Pundits and policymakers are missing the big worry about the Obama administration's Iranian nuclear deal: its greatest impact is not ensuring that Iran doesn't get the bomb, but that the Saudis will.
Indeed, the risk of arms race in the Middle East -- on a nuclear hair trigger -- just went up rather dramatically. And it increasingly looks like the coming Sunni-Shiite war will be nuclearized.
Two aspects of the agreement, in particular, will consolidate Saudi fears that an Iranian bomb is now almost certainly coming to a theater near them. First, the pre-emptive concession that the comprehensive solution still to be negotiated will leave Iran with a permanent capability to enrich uranium -- the key component of any program to develop nuclear weapons. In the blink of an eye, and without adequate notice or explanation to key allies who believe their national existence hangs in the balance, the United States appears to have fatally compromised the long-standing, legally-binding requirements of at least five United Nations Security Council resolutions. If the Saudis needed any confirmation that last month's rejection of a Security Council seat was merited -- on grounds that U.S. retrenchment has rendered the organization not just irrelevant, but increasingly dangerous to the kingdom's core interests -- they just got it, in spades.
Second, the agreement suggests that even the comprehensive solution will be time-limited. In other words, whatever restrictions are eventually imposed on Iran's nuclear program won't be permanent. The implication is quite clear: At a point in time still to be negotiated (three years, five, ten?) and long after the international sanctions regime has been dismantled, the Islamic Republic of Iran's nuclear program will be left unshackled, free to enjoy the same rights under the Non-Proliferation Treaty as any other member in good standing. That looks an awful lot like a license to one day build an industrial-size nuclear program, if Iran so chooses, with largely unlimited ability to enrich uranium and reprocess plutonium, a la Japan.

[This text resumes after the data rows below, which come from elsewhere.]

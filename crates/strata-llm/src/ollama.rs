use ollama_rs::Ollama;
use ollama_rs::generation::chat::ChatMessage;
use ollama_rs::generation::chat::request::ChatMessageRequest;
use ollama_rs::generation::embeddings::request::{EmbeddingsInput, GenerateEmbeddingsRequest};

use crate::error::LlmError;
use crate::provider::{LlmProvider, Message, Role};

/// Local Ollama server client.
#[derive(Debug, Clone)]
pub struct OllamaProvider {
    client: Ollama,
    model: String,
    embedding_model: String,
}

impl OllamaProvider {
    #[must_use]
    pub fn new(base_url: &str, model: String, embedding_model: String) -> Self {
        let (host, port) = parse_host_port(base_url);
        Self {
            client: Ollama::new(host, port),
            model,
            embedding_model,
        }
    }
}

impl LlmProvider for OllamaProvider {
    async fn chat(&self, messages: &[Message]) -> Result<String, LlmError> {
        let ollama_messages: Vec<ChatMessage> = messages.iter().map(convert_message).collect();
        let request = ChatMessageRequest::new(self.model.clone(), ollama_messages);

        let response = self
            .client
            .send_chat_messages(request)
            .await
            .map_err(|e| LlmError::Other(format!("Ollama chat request failed: {e}")))?;

        Ok(response.message.content)
    }

    async fn embed_batch(&self, texts: &[String]) -> Result<Vec<Vec<f32>>, LlmError> {
        if texts.is_empty() {
            return Ok(Vec::new());
        }
        let request = GenerateEmbeddingsRequest::new(
            self.embedding_model.clone(),
            EmbeddingsInput::Multiple(texts.to_vec()),
        );

        let response = self
            .client
            .generate_embeddings(request)
            .await
            .map_err(|e| LlmError::Other(format!("Ollama embedding request failed: {e}")))?;

        if response.embeddings.is_empty() {
            return Err(LlmError::EmptyResponse { provider: "ollama" });
        }
        Ok(response.embeddings)
    }

    fn supports_embeddings(&self) -> bool {
        true
    }

    fn name(&self) -> &'static str {
        "ollama"
    }
}

fn convert_message(msg: &Message) -> ChatMessage {
    let text = msg.content.clone();
    match msg.role {
        Role::System => ChatMessage::system(text),
        Role::Assistant => ChatMessage::assistant(text),
        Role::User => ChatMessage::user(text),
    }
}

fn parse_host_port(url: &str) -> (String, u16) {
    let url = url.trim_end_matches('/');
    if let Some(colon_pos) = url.rfind(':') {
        let port_str = &url[colon_pos + 1..];
        if let Ok(port) = port_str.parse::<u16>() {
            let host = url[..colon_pos].to_string();
            return (host, port);
        }
    }
    (url.to_string(), 11434)
}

But of course Iran is not Japan -- a peaceful, stable democracy aligned with the West. It is a bloody-minded, terror-sponsoring, hegemony-seeking revisionist power that has serially violated its non-proliferation commitments and which aims to destroy Israel, drive America out of the Middle East, and bring down the House of Saud.

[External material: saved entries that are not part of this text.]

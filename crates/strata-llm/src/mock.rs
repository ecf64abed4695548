//! Test-only scripted provider.

use std::collections::HashSet;
use std::sync::{Arc, Mutex};

use crate::error::LlmError;
use crate::provider::{LlmProvider, Message};

/// Scripted chat responses, deterministic embeddings, and failure injection.
///
/// Clones share their call logs and scripts.
#[derive(Debug, Clone)]
pub struct MockProvider {
    responses: Arc<Mutex<Vec<String>>>,
    pub default_response: String,
    pub dimension: usize,
    pub supports_embeddings: bool,
    pub fail_chat: bool,
    /// Zero-based embedding call indices that fail.
    fail_embed_calls: Arc<Mutex<HashSet<usize>>>,
    /// Zero-based embedding call indices that return one vector too few.
    short_embed_calls: Arc<Mutex<HashSet<usize>>>,
    chat_log: Arc<Mutex<Vec<Vec<Message>>>>,
    embed_log: Arc<Mutex<Vec<usize>>>,
}

impl Default for MockProvider {
    fn default() -> Self {
        Self {
            responses: Arc::new(Mutex::new(Vec::new())),
            default_response: "mock response".into(),
            dimension: 8,
            supports_embeddings: true,
            fail_chat: false,
            fail_embed_calls: Arc::default(),
            short_embed_calls: Arc::default(),
            chat_log: Arc::default(),
            embed_log: Arc::default(),
        }
    }
}

impl MockProvider {
    #[must_use]
    pub fn with_responses(responses: Vec<String>) -> Self {
        Self {
            responses: Arc::new(Mutex::new(responses)),
            ..Self::default()
        }
    }

    #[must_use]
    pub fn failing() -> Self {
        Self {
            fail_chat: true,
            ..Self::default()
        }
    }

    #[must_use]
    pub fn with_dimension(mut self, dimension: usize) -> Self {
        self.dimension = dimension;
        self
    }

    #[must_use]
    pub fn without_embeddings(mut self) -> Self {
        self.supports_embeddings = false;
        self
    }

    /// Make the `call`-th `embed_batch` invocation fail.
    #[must_use]
    pub fn fail_embed_call(self, call: usize) -> Self {
        self.fail_embed_calls.lock().unwrap().insert(call);
        self
    }

    /// Make the `call`-th `embed_batch` invocation return too few vectors.
    #[must_use]
    pub fn short_embed_call(self, call: usize) -> Self {
        self.short_embed_calls.lock().unwrap().insert(call);
        self
    }

    /// Every message list passed to `chat`, in call order.
    #[must_use]
    pub fn chat_calls(&self) -> Vec<Vec<Message>> {
        self.chat_log.lock().unwrap().clone()
    }

    /// Batch size of every `embed_batch` call, in call order.
    #[must_use]
    pub fn embed_calls(&self) -> Vec<usize> {
        self.embed_log.lock().unwrap().clone()
    }

    /// The vector this provider returns for `text`. Never all zeros.
    #[must_use]
    #[allow(clippy::cast_precision_loss)]
    pub fn embedding_for(&self, text: &str) -> Vec<f32> {
        let seed: usize = text.bytes().map(usize::from).sum();
        (0..self.dimension)
            .map(|i| ((seed + i) % 7 + 1) as f32 / 7.0)
            .collect()
    }
}

impl LlmProvider for MockProvider {
    async fn chat(&self, messages: &[Message]) -> Result<String, LlmError> {
        self.chat_log.lock().unwrap().push(messages.to_vec());
        if self.fail_chat {
            return Err(LlmError::Other("mock LLM error".into()));
        }
        let mut responses = self.responses.lock().unwrap();
        if responses.is_empty() {
            Ok(self.default_response.clone())
        } else {
            Ok(responses.remove(0))
        }
    }

    async fn embed_batch(&self, texts: &[String]) -> Result<Vec<Vec<f32>>, LlmError> {
        if !self.supports_embeddings {
            return Err(LlmError::EmbedUnsupported { provider: "mock" });
        }
        let call = {
            let mut log = self.embed_log.lock().unwrap();
            log.push(texts.len());
            log.len() - 1
        };
        if self.fail_embed_calls.lock().unwrap().contains(&call) {
            return Err(LlmError::Other(format!("mock embedding failure on call {call}")));
        }
        let mut vectors: Vec<Vec<f32>> = texts.iter().map(|t| self.embedding_for(t)).collect();
        if self.short_embed_calls.lock().unwrap().contains(&call) {
            vectors.pop();
        }
        Ok(vectors)
    }

    fn supports_embeddings(&self) -> bool {
        self.supports_embeddings
    }

    fn name(&self) -> &'static str {
        "mock"
    }
}

#[cfg(test)]
mod tests {
    use super::*;

    #[tokio::test]
    async fn scripted_responses_then_default() {
        let mock = MockProvider::with_responses(vec!["first".into()]);
        assert_eq!(mock.chat(&[Message::user("a")]).await.unwrap(), "first");
        assert_eq!(mock.chat(&[Message::user("b")]).await.unwrap(), "mock response");
        assert_eq!(mock.chat_calls().len(), 2);
    }

    #[tokio::test]
    async fn injected_embedding_failures_by_call_index() {
        let mock = MockProvider::default().with_dimension(3).fail_embed_call(1);
        let texts = vec!["x".to_string(), "y".to_string()];
        assert_eq!(mock.embed_batch(&texts).await.unwrap().len(), 2);
        assert!(mock.embed_batch(&texts).await.is_err());
        let third = mock.embed_batch(&texts[..1]).await.unwrap();
        assert_eq!(third[0].len(), 3);
        assert_eq!(mock.embed_calls(), vec![2, 2, 1]);
    }

    #[test]
    fn embeddings_are_never_zero() {
        let mock = MockProvider::default();
        assert!(mock.embedding_for("").iter().all(|v| *v > 0.0));
    }
}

Whether or not President Obama fully appreciates that distinction, the Saudis most definitely do.
Of course, Saudi concerns extend well beyond the four corners of last week's agreement. For Riyadh, Iran's march toward the bomb is only the most dangerous element -- the coup de grace in its expanding arsenal, if you will -- of an ongoing, region-wide campaign to overturn the Middle East's existing order in favor of one dominated by Tehran. The destabilization and weakening of Saudi Arabia is absolutely central to that project, and in Saudi eyes has been manifested in a systematic effort by Iran's Revolutionary Guard Corps (IRGC) to extend its influence and tentacles near and far, by sowing violence, sabotage, terror, and insurrection -- in Bahrain, Iraq, Lebanon, Yemen, and most destructively of all, in the IRGC's massive intervention to abet the slaughter in Syria and salvage the regime of Bashar al-Assad.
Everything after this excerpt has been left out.